Hundreds of agricultural producers demonstrated in Quebec City on December 6, calling on authorities to address the problems they faced. While last summer’s bad weather had a catastrophic effect on harvests and the farming community as a whole, it was merely the straw that broke the camel’s back.

Free trade

For decades, farmers have been paying the price of free trade deals, increased competition between producers, concentration of wealth and the power of monopolies over productive activities. As a result of this, along with agricultural policies that favour the largest operations, half of all farms in Quebec have been liquidated over the past twenty years.

Since the agricultural market has been increasingly liberalization through the USMCA and other free trade agreements, Quebec farmers have had to compete with their counterparts throughout North America including the United States.

While the average dairy herd size in Quebec is around 74 cows per farm, this figure rises to 300 in western Canada and 1,400 in California. To stay afloat, dairy farmers in Quebec have to pursue an intensive breeding model. They have to deal with policies which prevent breeding fewer than ten cows, and they have difficulty aid necessary to farm land of less than 100 hectares, which authorities deem unprofitable.

Of course, opening up to international competition poses a major threat to the supply management system, which is already operating on a just-in-time basis. This pressure further aggravated because US agriculture itself is heavily subsidized, being considered a matter of “national security,” while Washington describes supply management in Canada as unfair competition.

Other agricultural sectors are experiencing similar problems to dairy. For example, the exported-oriented policy of pork production means that only farms with more than 300 animals receive subsidies. Furthermore, international competition means that producers have no real guarantee of the cost price of their goods. In 2022, the average selling price of a pig was $250, while the average cost of production was $285, meaning that each pig was sold at a loss of $35.

Land prices

Added to the problems of free trade and competition are the costs of land, quotas and inputs. The price of land has doubled over the past 20 years – between 2021 and 2022 alone, it increased by 11 percent. The price of inputs, meanwhile, rose by an average of 30 percent over the past year. Quota prices are becoming prohibitive, costing about $240,000 for a micro-farm with 10 dairy cows and around $285 per laying hen.

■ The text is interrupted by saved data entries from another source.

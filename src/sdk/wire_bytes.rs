use serde::{de::DeserializeOwned, Deserialize, Serialize};
use tracing::{error, warn};

use super::api::{BytesVec, DuetError, DuetResult};

const DUET_SERIALIZATION_VERSION: u16 = 0;

pub fn serialize<T: ?Sized>(value: &T) -> DuetResult<BytesVec>
where
    T: Serialize,
{
    match bincode::serialize(&BytesVecVersioned {
        version: DUET_SERIALIZATION_VERSION,
        payload: bincode::serialize(value).map_err(|err| {
            error!("serialization failure: {}", err.to_string());
            DuetError::InvariantViolation("serialization failure".to_string())
        })?,
    }) {
        Ok(bytes) => Ok(bytes),
        Err(err) => {
            error!("serialization failure: {}", err.to_string());
            Err(DuetError::InvariantViolation(
                "serialization failure".to_string(),
            ))
        }
    }
}

/// deserialization failures are non-fatal: do not return DuetResult
pub fn deserialize<T: DeserializeOwned>(bytes: &[u8]) -> Option<T> {
    let bytes_versioned: BytesVecVersioned = bincode::deserialize(bytes)
        .map_err(|err| {
            warn!("outer deserialization failure: {}", err.to_string());
        })
        .ok()?;
    if bytes_versioned.version != DUET_SERIALIZATION_VERSION {
        warn!(
            "encoding version {}, expected {}",
            bytes_versioned.version, DUET_SERIALIZATION_VERSION
        );
        return None;
    }
    bincode::deserialize(&bytes_versioned.payload)
        .map_err(|err| {
            warn!("inner deserialization failure: {}", err.to_string());
        })
        .ok()
}

#[derive(Serialize, Deserialize)]
struct BytesVecVersioned {
    version: u16,
    payload: BytesVec,
}

#[cfg(test)]
mod tests {
    use super::*;

    #[test]
    fn round_trip() {
        let payload = (42u64, "psp".to_string());
        let bytes = serialize(&payload).unwrap();
        let recovered: (u64, String) = deserialize(&bytes).unwrap();
        assert_eq!(recovered, payload);
    }

    #[test]
    fn version_mismatch_is_rejected() {
        let bytes = bincode::serialize(&BytesVecVersioned {
            version: DUET_SERIALIZATION_VERSION + 1,
            payload: bincode::serialize(&7u8).unwrap(),
        })
        .unwrap();
        assert!(deserialize::<u8>(&bytes).is_none());
    }

    #[test]
    fn garbage_is_rejected() {
        assert!(deserialize::<u64>(b"not bincode").is_none());
    }
}
// Domain separation for deterministic RNG seeding
pub const RNG_TAG: u8 = 0x00;

// Configuration defaults
pub const DEFAULT_KEY_BITS: usize = 1024;
pub const DEFAULT_MILLER_RABIN_ROUNDS: usize = 10;
pub const DEFAULT_RANDOMIZER_CACHE_CAPACITY: usize = 32;
pub const DEFAULT_BLINDING_CACHE_CAPACITY: usize = 16;
pub const DEFAULT_DGK_T: usize = 160;
pub const DEFAULT_DGK_L: usize = 16;
pub const DEFAULT_OU_T_BITS: usize = 160;
pub const DEFAULT_OU_MESSAGE_SPACE_BITS: usize = 96;
pub const DEFAULT_ELGAMAL_LARGE_PRIME_BITS: usize = 160;
pub const DEFAULT_ELGAMAL_THRESHOLD_BITS: usize = 16;
pub const DEFAULT_KAPPA: usize = 40;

As a result, farm debt in Quebec has jumped 115 percent since 2015 and now stands at $29.4 billion.

Farmers are caught between soaring inflation and skyrocketing production costs on the one hand, and on the other, a policy of rising interest rates which increases their debt burden tenfold.

Power of monopolies

Like all other economic sectors, agriculture is affected by monopoly power. While Quebec farms are relatively small compared to the rest of North America, they are all at the mercy of the major food monopolies, starting with the big processing and distribution corporations.

A particular – and positive – feature of the rural economy in Quebec is that 70 percent of agri-food processing takes place on site. Nevertheless, over 85 percent of agricultural production is sold to just three companies. Despite the supply management system, these monopolies are the ones which set the prices.

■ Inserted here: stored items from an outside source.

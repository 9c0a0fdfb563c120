//! Okamoto-Uchiyama cryptosystem.
//!
//! "Accelerating Okamoto-Uchiyama's Public-Key Cryptosystem", Coron,
//! Naccache and Paillier, 1999. The modulus is `n = p^2 q`; the plaintext
//! space is `Z_p`, which only the key holder knows. Instances without the
//! private key therefore work against a public power-of-two bound below
//! `p`, leaving an unused gap in the middle of the message space, so their
//! ciphertexts interoperate with keyed instances.

use std::sync::{Arc, Mutex};

use serde::{Deserialize, Serialize};
use tracing::error;
use zeroize::Zeroize;

use crate::{
    crypto_tools::{
        bigint::BigInt,
        ciphertext::Ciphertext,
        provider::CryptoProvider,
        randomizer_cache::RandomizerCache,
        rng,
    },
    sdk::{
        api::{DuetError, DuetResult},
        config::OkamotoUchiyamaConfig,
    },
};

#[derive(Debug, Clone, PartialEq, Serialize, Deserialize)]
pub struct OkamotoUchiyamaPublicKey {
    pub n: BigInt,
    /// `G = g^u mod n`
    pub g: BigInt,
    /// `H = g'^(n u) mod n`
    pub h: BigInt,
}

#[derive(Debug, Clone, PartialEq, Serialize, Deserialize)]
pub struct OkamotoUchiyamaPrivateKey {
    pub p: BigInt,
    pub q: BigInt,
    /// `g_p = g^(p-1) mod p^2`, of order `p`
    pub gp: BigInt,
    /// the prime factor of `p - 1` used as the decryption exponent
    pub t: BigInt,
}

impl Zeroize for OkamotoUchiyamaPrivateKey {
    fn zeroize(&mut self) {
        self.p = BigInt::zero();
        self.q = BigInt::zero();
        self.gp = BigInt::zero();
        self.t = BigInt::zero();
    }
}

impl Drop for OkamotoUchiyamaPrivateKey {
    fn drop(&mut self) {
        self.zeroize()
    }
}

#[derive(Debug)]
struct DecryptionContext {
    p: BigInt,
    p_squared: BigInt,
    t: BigInt,
    /// `L(g_p)^-1 mod p`
    l_gp_inv: BigInt,
}

pub struct OkamotoUchiyama {
    public_key: OkamotoUchiyamaPublicKey,
    decryption: Option<DecryptionContext>,
    modulus: Arc<BigInt>,
    message_space: BigInt,
    message_space_bits: usize,
    positive_negative_boundary: BigInt,
    randomizers: Mutex<RandomizerCache<BigInt>>,
    encrypted_zero: Ciphertext,
    encrypted_one: Ciphertext,
}

impl OkamotoUchiyama {
    /// Primes `p` and `q` of a third of the key length each, with
    /// `p = t u + 1` for a `t_bits`-bit prime `t`, then `n = p^2 q`,
    /// `G = g^u mod n` for a `g` whose `g_p = g^(p-1) mod p^2` has order
    /// `p`, and `H = g'^(n u) mod n` for a second full-order `g'`.
    pub fn generate_keys(
        config: &OkamotoUchiyamaConfig,
    ) -> DuetResult<(OkamotoUchiyamaPublicKey, OkamotoUchiyamaPrivateKey)> {
        config.validate()?;
        let rounds = config.miller_rabin_rounds;
        let prime_bits = config.key_bits / 3;

        let t = rng::prime_exact(config.t_bits, rounds)?;

        // p - 1 = t u for a random u of the complementary size
        let size_u = prime_bits - config.t_bits;
        let (p, u) = loop {
            let mut u = rng::uniform_bits(size_u - 1);
            u.set_bit(size_u - 1)?;
            let p = &t * &u + BigInt::one();
            if p.is_prime(rounds) {
                break (p, u);
            }
        };
        let p_squared = &p * &p;

        let q = rng::prime_exact(prime_bits, rounds)?;
        let n = &p_squared * &q;

        // g in Z_n* whose g_p = g^(p-1) mod p^2 has order exactly p
        let p_minus_one = &p - BigInt::one();
        let (g, gp) = loop {
            let g = rng::uniform_below(&n);
            if !g.gcd(&p).is_one() {
                continue;
            }
            let gp = g.modpow(&p_minus_one, &p_squared)?;
            if !gp.is_one() {
                break (g, gp);
            }
        };

        let big_g = g.modpow(&u, &n)?;

        let g_prime = loop {
            let g_prime = rng::uniform_below(&n);
            if g_prime.gcd(&n).is_one() {
                break g_prime;
            }
        };
        let big_h = g_prime.modpow(&(&n * &u), &n)?;

        Ok((
            OkamotoUchiyamaPublicKey {
                n,
                g: big_g,
                h: big_h,
            },
            OkamotoUchiyamaPrivateKey { p, q, gp, t },
        ))
    }

    pub fn from_keypair(
        public_key: OkamotoUchiyamaPublicKey,
        private_key: OkamotoUchiyamaPrivateKey,
        config: &OkamotoUchiyamaConfig,
    ) -> DuetResult<Self> {
        config.validate()?;
        let p_squared = &private_key.p * &private_key.p;
        let l_gp_inv = l_function(&private_key.gp, &private_key.p)
            .invert(&private_key.p)
            .map_err(|_| {
                error!("L(g_p) is not invertible modulo p");
                DuetError::KeyGenerationFailed("L(g_p) is not invertible".to_string())
            })?;
        let decryption = DecryptionContext {
            p: private_key.p.clone(),
            p_squared,
            t: private_key.t.clone(),
            l_gp_inv,
        };
        Self::build(public_key, Some(decryption), config)
    }

    pub fn from_public_key(
        public_key: OkamotoUchiyamaPublicKey,
        config: &OkamotoUchiyamaConfig,
    ) -> DuetResult<Self> {
        config.validate()?;
        Self::build(public_key, None, config)
    }

    fn build(
        public_key: OkamotoUchiyamaPublicKey,
        decryption: Option<DecryptionContext>,
        config: &OkamotoUchiyamaConfig,
    ) -> DuetResult<Self> {
        let modulus = Arc::new(public_key.n.clone());

        // Without the private key the true bound p must stay hidden, so a
        // public power-of-two bound below p thresholds the message space.
        let (message_space, message_space_bits) = match &decryption {
            Some(context) => (context.p.clone(), context.p.bits()),
            None => (
                BigInt::one() << config.message_space_bits,
                config.message_space_bits,
            ),
        };
        let positive_negative_boundary = &message_space / BigInt::two();

        let n_minus_one = &public_key.n - BigInt::one();
        let mut randomizers = RandomizerCache::new(config.randomizer_cache_capacity, || {
            let r = rng::uniform_below(&n_minus_one) + BigInt::one();
            public_key.h.modpow(&r, &public_key.n)
        })?;

        let encrypted_zero = nonrandom(
            &BigInt::zero(),
            &public_key,
            &message_space,
            decryption.is_some(),
            &modulus,
        )?
        .randomized_with(&randomizers.pop())?;
        let encrypted_one = nonrandom(
            &BigInt::one(),
            &public_key,
            &message_space,
            decryption.is_some(),
            &modulus,
        )?
        .randomized_with(&randomizers.pop())?;

        Ok(Self {
            public_key,
            decryption,
            modulus,
            message_space,
            message_space_bits,
            positive_negative_boundary,
            randomizers: Mutex::new(randomizers),
            encrypted_zero,
            encrypted_one,
        })
    }

    pub fn public_key(&self) -> &OkamotoUchiyamaPublicKey {
        &self.public_key
    }

    pub fn has_private_key(&self) -> bool {
        self.decryption.is_some()
    }

    fn pop_randomizer(&self) -> BigInt {
        self.randomizers
            .lock()
            .unwrap_or_else(|poisoned| poisoned.into_inner())
            .pop()
    }
}

/// `L(x) = (x - 1) / p`
fn l_function(input: &BigInt, p: &BigInt) -> BigInt {
    (input - BigInt::one()) / p
}

/// `c = G^m mod n`. A negative `m` is remapped to `M + m` when the true
/// bound is known; otherwise `|m|` is encrypted and the ciphertext
/// inverted, a homomorphic multiplication by -1.
fn nonrandom(
    plaintext: &BigInt,
    public_key: &OkamotoUchiyamaPublicKey,
    message_space: &BigInt,
    has_private_key: bool,
    modulus: &Arc<BigInt>,
) -> DuetResult<Ciphertext> {
    let data = if plaintext.is_negative() {
        if has_private_key {
            public_key
                .g
                .modpow(&(message_space + plaintext), &public_key.n)?
        } else {
            public_key
                .g
                .modpow(&plaintext.abs(), &public_key.n)?
                .invert(&public_key.n)?
        }
    } else {
        public_key.g.modpow(plaintext, &public_key.n)?
    };
    Ok(Ciphertext::new(data, modulus.clone()))
}

impl CryptoProvider for OkamotoUchiyama {
    type Ciphertext = Ciphertext;

    fn encrypt_nonrandom(&self, plaintext: &BigInt) -> DuetResult<Ciphertext> {
        nonrandom(
            plaintext,
            &self.public_key,
            &self.message_space,
            self.decryption.is_some(),
            &self.modulus,
        )
    }

    fn randomize(&self, ciphertext: &Ciphertext) -> DuetResult<Ciphertext> {
        ciphertext.randomized_with(&self.pop_randomizer())
    }

    /// `m = L(c^t mod p^2) L(g_p)^-1 mod p`
    fn decrypt(&self, ciphertext: &Ciphertext) -> DuetResult<BigInt> {
        let context = self
            .decryption
            .as_ref()
            .ok_or(DuetError::SecretKeyRequired)?;
        let c_pow_t = ciphertext.data().modpow(&context.t, &context.p_squared)?;
        let output = (l_function(&c_pow_t, &context.p) * &context.l_gp_inv) % &context.p;
        Ok(self.group_to_signed(output))
    }

    fn add(&self, lhs: &Ciphertext, rhs: &Ciphertext) -> DuetResult<Ciphertext> {
        lhs.homomorphic_add(rhs)
    }

    fn neg(&self, ciphertext: &Ciphertext) -> DuetResult<Ciphertext> {
        ciphertext.homomorphic_neg()
    }

    fn mul_plain(&self, lhs: &Ciphertext, rhs: &BigInt) -> DuetResult<Ciphertext> {
        lhs.homomorphic_mul_plain(rhs)
    }

    fn message_space_upper(&self) -> &BigInt {
        &self.message_space
    }

    fn pos_neg_boundary(&self) -> &BigInt {
        &self.positive_negative_boundary
    }

    fn message_space_bits(&self) -> usize {
        self.message_space_bits
    }

    fn encryption_modulus(&self) -> &BigInt {
        &self.modulus
    }

    fn encrypted_zero(&self, randomized: bool) -> DuetResult<Ciphertext> {
        if randomized {
            self.randomize(&self.encrypted_zero)
        } else {
            Ok(self.encrypted_zero.clone())
        }
    }

    fn encrypted_one(&self, randomized: bool) -> DuetResult<Ciphertext> {
        if randomized {
            self.randomize(&self.encrypted_one)
        } else {
            Ok(self.encrypted_one.clone())
        }
    }
}

#[cfg(test)]
pub(crate) mod tests {
    use super::*;

    pub(crate) fn test_config() -> OkamotoUchiyamaConfig {
        OkamotoUchiyamaConfig {
            key_bits: 510,
            t_bits: 80,
            message_space_bits: 64,
            miller_rabin_rounds: 10,
            randomizer_cache_capacity: 4,
        }
    }

    pub(crate) fn test_instances() -> (OkamotoUchiyama, OkamotoUchiyama) {
        let config = test_config();
        let (public_key, private_key) = OkamotoUchiyama::generate_keys(&config).unwrap();
        let keyed =
            OkamotoUchiyama::from_keypair(public_key.clone(), private_key, &config).unwrap();
        let keyless = OkamotoUchiyama::from_public_key(public_key, &config).unwrap();
        (keyed, keyless)
    }

    #[test]
    fn round_trip() {
        let (keyed, _) = test_instances();
        for m in [0i64, 1, -1, 3, -2, 99999, -99999] {
            let m = BigInt::from(m);
            assert_eq!(keyed.decrypt(&keyed.encrypt(&m).unwrap()).unwrap(), m);
        }
    }

    #[test]
    fn boundary_wraps_to_negative() {
        let (keyed, _) = test_instances();
        let boundary = keyed.pos_neg_boundary().clone();
        assert_eq!(
            keyed.decrypt(&keyed.encrypt(&boundary).unwrap()).unwrap(),
            boundary
        );
        assert_eq!(
            keyed
                .decrypt(&keyed.encrypt(&(&boundary + BigInt::one())).unwrap())
                .unwrap(),
            -&boundary
        );
    }

    #[test]
    fn homomorphic_operations() {
        let (keyed, _) = test_instances();
        let enc_x = keyed.encrypt(&BigInt::from(3)).unwrap();
        let enc_y = keyed.encrypt(&BigInt::from(2)).unwrap();

        assert_eq!(
            keyed.decrypt(&keyed.add(&enc_x, &enc_y).unwrap()).unwrap(),
            BigInt::from(5)
        );
        assert_eq!(
            keyed.decrypt(&keyed.sub(&enc_x, &enc_y).unwrap()).unwrap(),
            BigInt::one()
        );
        assert_eq!(
            keyed
                .decrypt(&keyed.mul_plain(&enc_x, &BigInt::from(-2)).unwrap())
                .unwrap(),
            BigInt::from(-6)
        );
    }

    #[test]
    fn keyless_negative_encryption_uses_the_inverse() {
        let (keyed, keyless) = test_instances();
        // the keyless instance cannot remap negatives in plaintext, so it
        // encrypts |m| and inverts the ciphertext
        let c = keyless.encrypt(&BigInt::from(-7)).unwrap();
        assert_eq!(keyed.decrypt(&c).unwrap(), BigInt::from(-7));

        // the public bound is a power of two strictly below p
        assert!(keyless.message_space_upper() < keyed.message_space_upper());
        assert_eq!(keyless.message_space_bits(), 64);
    }

    #[test]
    fn decryption_requires_the_private_key() {
        let (_, keyless) = test_instances();
        let c = keyless.encrypt(&BigInt::one()).unwrap();
        assert_eq!(keyless.decrypt(&c), Err(DuetError::SecretKeyRequired));
    }
}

As a result, the surplus value extracted from farmers’ labour does not go back to the producer. Instead, it pads the bank accounts of the intermediaries who monopolize most of it, leaving farmers the least well off from the product of their labour.

An anti-monopoly agriculture policy

The solution is an agricultural policy that redistributes added value from farm to fork.

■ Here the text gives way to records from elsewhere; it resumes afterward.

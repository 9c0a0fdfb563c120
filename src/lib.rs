mod constants;
pub mod crypto_tools;
pub mod protocols;
pub mod sdk;
//! Fixed-multiplier scheduler.
//!
//! Each rating scales the current interval by a constant factor:
//! - Failed (and NotReviewed): reset to 1 day
//! - Hard: x1.2
//! - Good: x2
//! - Easy: x2.5
//!
//! Results are floored and capped. There is no ease factor.

use super::{IntervalScheduler, SchedulingResult};
use crate::recall::Recall;
use chrono::{DateTime, Duration, Utc};

/// Longest interval in days the default scheduler will produce.
pub const INTERVAL_LIMIT: u32 = 90;

/// Fixed-multiplier scheduler with a configurable interval cap.
#[derive(Debug, Clone)]
pub struct FixedMultiplier {
    interval_cap: u32,
}

impl FixedMultiplier {
    /// Scheduler with a lower cap. The cap is clamped to `1..=INTERVAL_LIMIT`.
    pub fn with_cap(interval_cap: u32) -> Self {
        Self {
            interval_cap: interval_cap.clamp(1, INTERVAL_LIMIT),
        }
    }

    pub fn interval_cap(&self) -> u32 {
        self.interval_cap
    }
}

impl Default for FixedMultiplier {
    fn default() -> Self {
        Self {
            interval_cap: INTERVAL_LIMIT,
        }
    }
}

impl IntervalScheduler for FixedMultiplier {
    fn name(&self) -> &'static str {
        "fixed"
    }

    fn schedule(&self, interval: u32, recall: Recall, now: DateTime<Utc>) -> SchedulingResult {
        let next = match recall.multiplier_tenths() {
            Some(tenths) => (u64::from(interval) * u64::from(tenths) / 10)
                .min(u64::from(self.interval_cap)) as u32,
            None => 1,
        };
        // a zero input interval would otherwise stay at zero
        let next = next.max(1);

        SchedulingResult {
            interval: next,
            review_date: now + Duration::days(i64::from(next)),
        }
    }
}
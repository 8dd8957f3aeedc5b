//! Review entries and their validated mutations.
//!
//! An entry moves through a repeating review cycle:
//! ```text
//! unreviewed --update_recall--> rated --update_interval--> scheduled
//!                                  ^                           |
//!                                  +---------------------------+
//! ```
//! Every update validates its input first and leaves the entry untouched
//! on error.

use crate::algorithm::fixed::{FixedMultiplier, INTERVAL_LIMIT};
use crate::algorithm::IntervalScheduler;
use crate::error::{EntryError, Result};
use crate::recall::Recall;
use chrono::{DateTime, Duration, Utc};
use serde::{Deserialize, Serialize};

pub const MAX_TITLE_LENGTH: usize = 255;
pub const MAX_DESCRIPTION_LENGTH: usize = 4000;
pub const MAX_CATEGORY_LENGTH: usize = 30;

/// Category given to entries created without one.
pub const DEFAULT_CATEGORY: &str = "None";

/// A topic to be reviewed.
///
/// Loading from storage goes through the same field validation as
/// construction, so a stored entry that breaks an invariant fails to load.
#[derive(Debug, Clone, PartialEq, Serialize, Deserialize)]
#[serde(try_from = "StoredEntry")]
pub struct Entry {
    id: i64,
    title: String,
    description: String,
    recall: Recall,
    category: String,
    interval: u32,
    review_date: DateTime<Utc>,
    last_review: Option<DateTime<Utc>>,
    created_at: DateTime<Utc>,
    updated_at: Option<DateTime<Utc>>,
}

/// Entry as read back from storage, before validation.
#[derive(Debug, Deserialize)]
struct StoredEntry {
    id: i64,
    title: String,
    description: String,
    recall: Recall,
    category: String,
    interval: u32,
    review_date: DateTime<Utc>,
    #[serde(default)]
    last_review: Option<DateTime<Utc>>,
    created_at: DateTime<Utc>,
    #[serde(default)]
    updated_at: Option<DateTime<Utc>>,
}

impl TryFrom<StoredEntry> for Entry {
    type Error = EntryError;

    fn try_from(stored: StoredEntry) -> Result<Self> {
        validate_title(&stored.title)?;
        validate_description(&stored.description)?;
        validate_category(&stored.category)?;
        validate_interval(stored.interval)?;

        Ok(Self {
            id: stored.id,
            title: stored.title,
            description: stored.description,
            recall: stored.recall,
            category: stored.category,
            interval: stored.interval,
            review_date: stored.review_date,
            last_review: stored.last_review,
            created_at: stored.created_at,
            updated_at: stored.updated_at,
        })
    }
}

// Lengths are byte lengths of the trimmed text.
fn validate_title(title: &str) -> Result<()> {
    if title.trim().is_empty() {
        return Err(EntryError::TitleEmpty);
    }
    if title.len() > MAX_TITLE_LENGTH {
        return Err(EntryError::TitleTooLong);
    }
    Ok(())
}

fn validate_description(description: &str) -> Result<()> {
    if description.len() > MAX_DESCRIPTION_LENGTH {
        return Err(EntryError::DescriptionTooLong);
    }
    Ok(())
}

fn validate_category(category: &str) -> Result<()> {
    if category.trim().is_empty() {
        return Err(EntryError::CategoryEmpty);
    }
    if category.len() > MAX_CATEGORY_LENGTH {
        return Err(EntryError::CategoryTooLong);
    }
    Ok(())
}

fn validate_interval(interval: u32) -> Result<()> {
    if !(1..=INTERVAL_LIMIT).contains(&interval) {
        return Err(EntryError::InvalidInterval(interval));
    }
    Ok(())
}

fn validate_recall(recall: Recall) -> Result<()> {
    if !recall.is_rating() {
        return Err(EntryError::InvalidRecall(recall.value()));
    }
    Ok(())
}

/// Builder for a new [`Entry`] with optional fields.
///
/// Fields are only validated in [`EntryBuilder::build`]; the title is
/// checked first, then the description, then the category.
#[derive(Debug, Clone)]
pub struct EntryBuilder {
    title: String,
    description: Option<String>,
    category: Option<String>,
}

impl EntryBuilder {
    fn new(title: impl Into<String>) -> Self {
        Self {
            title: title.into(),
            description: None,
            category: None,
        }
    }

    pub fn description(mut self, description: impl Into<String>) -> Self {
        self.description = Some(description.into());
        self
    }

    pub fn category(mut self, category: impl Into<String>) -> Self {
        self.category = Some(category.into());
        self
    }

    /// Validate all fields and create the entry.
    pub fn build(self) -> Result<Entry> {
        self.build_at(Utc::now())
    }

    /// Like [`EntryBuilder::build`], with an explicit creation time.
    pub fn build_at(self, now: DateTime<Utc>) -> Result<Entry> {
        let title = self.title.trim();
        validate_title(title)?;

        let mut entry = Entry {
            id: 0,
            title: title.to_string(),
            description: String::new(),
            recall: Recall::NotReviewed,
            category: DEFAULT_CATEGORY.to_string(),
            interval: 1,
            review_date: now + Duration::days(1),
            last_review: None,
            created_at: now,
            updated_at: None,
        };

        if let Some(description) = self.description {
            let description = description.trim();
            validate_description(description)?;
            entry.description = description.to_string();
        }

        if let Some(category) = self.category {
            let category = category.trim();
            validate_category(category)?;
            entry.category = category.to_string();
        }

        Ok(entry)
    }
}

impl Entry {
    /// Create an entry with only a title; everything else takes defaults.
    pub fn new(title: impl Into<String>) -> Result<Self> {
        Self::builder(title).build()
    }

    pub fn builder(title: impl Into<String>) -> EntryBuilder {
        EntryBuilder::new(title)
    }

    pub fn id(&self) -> i64 {
        self.id
    }

    pub fn title(&self) -> &str {
        &self.title
    }

    pub fn description(&self) -> &str {
        &self.description
    }

    pub fn recall(&self) -> Recall {
        self.recall
    }

    pub fn category(&self) -> &str {
        &self.category
    }

    /// Days until the next review.
    pub fn interval(&self) -> u32 {
        self.interval
    }

    pub fn review_date(&self) -> DateTime<Utc> {
        self.review_date
    }

    /// When the recall was last rated, if ever.
    pub fn last_review(&self) -> Option<DateTime<Utc>> {
        self.last_review
    }

    pub fn created_at(&self) -> DateTime<Utc> {
        self.created_at
    }

    /// When the entry was last mutated, if ever.
    pub fn updated_at(&self) -> Option<DateTime<Utc>> {
        self.updated_at
    }

    /// Record the identifier assigned by storage.
    pub fn assign_id(&mut self, id: i64) {
        self.id = id;
    }

    pub fn update_title(&mut self, title: &str) -> Result<()> {
        self.update_title_at(title, Utc::now())
    }

    pub fn update_title_at(&mut self, title: &str, now: DateTime<Utc>) -> Result<()> {
        let title = title.trim();
        validate_title(title)?;

        self.title = title.to_string();
        self.updated_at = Some(now);
        tracing::debug!(entry_id = self.id, len = self.title.len(), "updated entry title");
        Ok(())
    }

    pub fn update_description(&mut self, description: &str) -> Result<()> {
        self.update_description_at(description, Utc::now())
    }

    pub fn update_description_at(&mut self, description: &str, now: DateTime<Utc>) -> Result<()> {
        let description = description.trim();
        validate_description(description)?;

        self.description = description.to_string();
        self.updated_at = Some(now);
        tracing::debug!(
            entry_id = self.id,
            len = self.description.len(),
            "updated entry description"
        );
        Ok(())
    }

    pub fn update_category(&mut self, category: &str) -> Result<()> {
        self.update_category_at(category, Utc::now())
    }

    pub fn update_category_at(&mut self, category: &str, now: DateTime<Utc>) -> Result<()> {
        let category = category.trim();
        validate_category(category)?;

        self.category = category.to_string();
        self.updated_at = Some(now);
        tracing::debug!(entry_id = self.id, len = self.category.len(), "updated entry category");
        Ok(())
    }

    /// Record a review rating. The interval is not recomputed until
    /// [`Entry::update_interval`] is called.
    pub fn update_recall(&mut self, recall: Recall) -> Result<()> {
        self.update_recall_at(recall, Utc::now())
    }

    pub fn update_recall_at(&mut self, recall: Recall, now: DateTime<Utc>) -> Result<()> {
        validate_recall(recall)?;

        self.recall = recall;
        self.updated_at = Some(now);
        self.last_review = Some(now);
        tracing::debug!(entry_id = self.id, recall = %recall, "recorded recall");
        Ok(())
    }

    /// Recompute the interval and review date from the current recall.
    ///
    /// Calling this twice without a new rating in between applies the
    /// multiplier twice. Returns the new interval.
    pub fn update_interval(&mut self) -> u32 {
        self.update_interval_at(Utc::now())
    }

    pub fn update_interval_at(&mut self, now: DateTime<Utc>) -> u32 {
        self.update_interval_with(&FixedMultiplier::default(), now)
    }

    /// Recompute the interval with a specific scheduler.
    pub fn update_interval_with(
        &mut self,
        scheduler: &dyn IntervalScheduler,
        now: DateTime<Utc>,
    ) -> u32 {
        let result = scheduler.schedule(self.interval, self.recall, now);

        self.interval = result.interval;
        self.review_date = result.review_date;
        self.updated_at = Some(now);
        tracing::debug!(
            entry_id = self.id,
            scheduler = scheduler.name(),
            interval = self.interval,
            review_date = %self.review_date,
            "rescheduled entry"
        );
        self.interval
    }
}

When it comes to agriculture, Quebec has no shortage of noble land. There is also plenty of agricultural training available, with two agri-food technology institutes in St-Hyacinthe and La Pocatière which are both at the cutting edge of technology and science. The people who work the land benefit from advanced training which can enhance their work towards sustainable, viable agriculture capable of ensuring Quebec’s food sovereignty.

However, this knowledge and technology are mobilized to guarantee profits for the big agribusinesses whose first victims are farmers. Beyond big corporations, nobody benefits from high food prices in grocery stores or from the fact that 47 percent of farmland is fallow or abandoned as a disastrous consequence of monopoly concentration in agriculture.

This situation is not inevitable. Rather than benefiting the big corporations while offering minimal insurance to farmers, a bold anti-monopoly agricultural policy would focus on ensuring that even the smallest farmers receive their fair share of the fruits of their labour. Of course, such a measure requires a total break with the USMCA and other capitalist free trade agreements.

At the heart of such an anti-monopoly policy must be the fair distribution among producers of the added value of agricultural products. A system of public markets – joint controlled by the state, consumers and agricultural producers – would, at the very least, impose democratic control over prices for a portion of food products. Over the longer term, it should replace the large private distribution groups.

Input prices must also be subject to strict regulation, as was the case in Canada until 2022.

There are many other measures which need to be adopted in order to respond adequately to problems in agriculture. These include issues relating to farm workers, particularly poorly paid temporary immigrant labourers, as well as the environment and pesticides.

But once freed from the current economic feudalism, small producers will be able to form cooperatives and take their place in the anti-monopoly struggle, alongside the working class.